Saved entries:
=======

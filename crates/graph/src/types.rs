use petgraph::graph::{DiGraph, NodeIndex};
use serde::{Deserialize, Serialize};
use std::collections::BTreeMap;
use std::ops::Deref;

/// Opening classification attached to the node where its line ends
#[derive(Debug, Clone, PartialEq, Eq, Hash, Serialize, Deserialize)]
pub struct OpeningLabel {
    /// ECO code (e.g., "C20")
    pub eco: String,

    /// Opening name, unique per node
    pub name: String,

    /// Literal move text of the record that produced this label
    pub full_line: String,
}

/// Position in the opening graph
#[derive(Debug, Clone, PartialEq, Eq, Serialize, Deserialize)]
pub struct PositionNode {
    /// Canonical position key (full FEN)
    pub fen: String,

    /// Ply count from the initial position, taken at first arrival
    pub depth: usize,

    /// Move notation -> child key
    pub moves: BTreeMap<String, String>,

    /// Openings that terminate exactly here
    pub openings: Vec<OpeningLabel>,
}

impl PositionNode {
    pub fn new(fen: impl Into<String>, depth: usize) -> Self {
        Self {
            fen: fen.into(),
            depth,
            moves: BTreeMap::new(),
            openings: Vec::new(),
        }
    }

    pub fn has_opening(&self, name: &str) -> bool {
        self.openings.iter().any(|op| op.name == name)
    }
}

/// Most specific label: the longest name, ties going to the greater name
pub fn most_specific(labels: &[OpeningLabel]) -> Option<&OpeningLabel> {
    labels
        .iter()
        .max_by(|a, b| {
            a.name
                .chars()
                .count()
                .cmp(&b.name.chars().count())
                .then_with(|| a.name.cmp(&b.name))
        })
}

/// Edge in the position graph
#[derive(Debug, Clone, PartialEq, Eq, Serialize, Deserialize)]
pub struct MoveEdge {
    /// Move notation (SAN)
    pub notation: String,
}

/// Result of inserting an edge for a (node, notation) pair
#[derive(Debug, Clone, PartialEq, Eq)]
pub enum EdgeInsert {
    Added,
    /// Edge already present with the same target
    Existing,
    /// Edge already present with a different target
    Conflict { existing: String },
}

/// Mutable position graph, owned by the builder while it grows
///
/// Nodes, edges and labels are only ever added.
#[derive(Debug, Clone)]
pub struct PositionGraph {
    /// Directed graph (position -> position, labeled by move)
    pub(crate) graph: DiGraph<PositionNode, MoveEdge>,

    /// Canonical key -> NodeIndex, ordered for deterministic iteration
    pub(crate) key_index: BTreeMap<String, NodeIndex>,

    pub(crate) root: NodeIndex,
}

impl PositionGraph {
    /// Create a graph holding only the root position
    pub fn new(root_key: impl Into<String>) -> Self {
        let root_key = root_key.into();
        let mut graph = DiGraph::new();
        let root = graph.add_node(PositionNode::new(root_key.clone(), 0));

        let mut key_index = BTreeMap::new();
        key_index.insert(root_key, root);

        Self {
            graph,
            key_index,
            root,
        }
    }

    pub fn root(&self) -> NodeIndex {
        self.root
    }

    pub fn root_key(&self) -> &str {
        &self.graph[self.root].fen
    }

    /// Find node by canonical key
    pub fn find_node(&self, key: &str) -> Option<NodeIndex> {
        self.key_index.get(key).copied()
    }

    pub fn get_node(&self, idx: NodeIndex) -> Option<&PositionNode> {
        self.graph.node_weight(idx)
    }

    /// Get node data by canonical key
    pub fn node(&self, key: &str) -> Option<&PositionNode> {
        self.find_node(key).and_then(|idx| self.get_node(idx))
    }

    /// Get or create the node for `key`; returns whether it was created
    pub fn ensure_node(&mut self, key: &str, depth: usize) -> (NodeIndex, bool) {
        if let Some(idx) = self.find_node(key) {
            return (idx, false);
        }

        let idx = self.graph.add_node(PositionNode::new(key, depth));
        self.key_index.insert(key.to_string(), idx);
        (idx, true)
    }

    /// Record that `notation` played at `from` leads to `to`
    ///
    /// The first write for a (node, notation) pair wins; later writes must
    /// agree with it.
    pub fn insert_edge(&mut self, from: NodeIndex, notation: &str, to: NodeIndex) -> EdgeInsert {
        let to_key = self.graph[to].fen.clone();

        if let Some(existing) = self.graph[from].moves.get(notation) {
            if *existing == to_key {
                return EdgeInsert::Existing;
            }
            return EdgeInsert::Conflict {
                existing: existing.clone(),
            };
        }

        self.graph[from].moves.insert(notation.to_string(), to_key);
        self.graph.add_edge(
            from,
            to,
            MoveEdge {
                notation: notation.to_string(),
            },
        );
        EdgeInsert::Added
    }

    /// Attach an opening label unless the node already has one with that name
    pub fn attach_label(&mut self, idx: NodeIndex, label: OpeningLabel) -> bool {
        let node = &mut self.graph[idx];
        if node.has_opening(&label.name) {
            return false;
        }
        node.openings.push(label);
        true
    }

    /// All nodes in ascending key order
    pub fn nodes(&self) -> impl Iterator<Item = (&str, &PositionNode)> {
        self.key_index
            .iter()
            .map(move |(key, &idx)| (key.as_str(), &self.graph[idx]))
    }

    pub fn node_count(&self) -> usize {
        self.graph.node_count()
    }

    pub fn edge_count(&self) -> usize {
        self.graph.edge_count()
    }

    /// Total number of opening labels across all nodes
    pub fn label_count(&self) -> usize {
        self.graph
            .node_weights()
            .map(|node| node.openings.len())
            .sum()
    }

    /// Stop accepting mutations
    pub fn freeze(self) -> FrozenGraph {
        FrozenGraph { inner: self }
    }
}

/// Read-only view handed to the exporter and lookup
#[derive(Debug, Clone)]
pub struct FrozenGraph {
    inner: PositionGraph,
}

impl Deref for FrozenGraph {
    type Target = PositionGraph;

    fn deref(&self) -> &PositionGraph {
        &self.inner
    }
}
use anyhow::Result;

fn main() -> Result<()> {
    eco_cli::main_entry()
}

=======

EXERCISE DESCRIPTION: An exact copy of the lines above between the line holding "let idx = self.graph.add_node(PositionNode::new(key, depth));" and the line holding "agree with it.", inclusive, is the whole answer.

TASK RESPONSE:
        let idx = self.graph.add_node(PositionNode::new(key, depth));
        self.key_index.insert(key.to_string(), idx);
        (idx, true)
    }

    /// Record that `notation` played at `from` leads to `to`
    ///
    /// The first write for a (node, notation) pair wins; later writes must
    /// agree with it.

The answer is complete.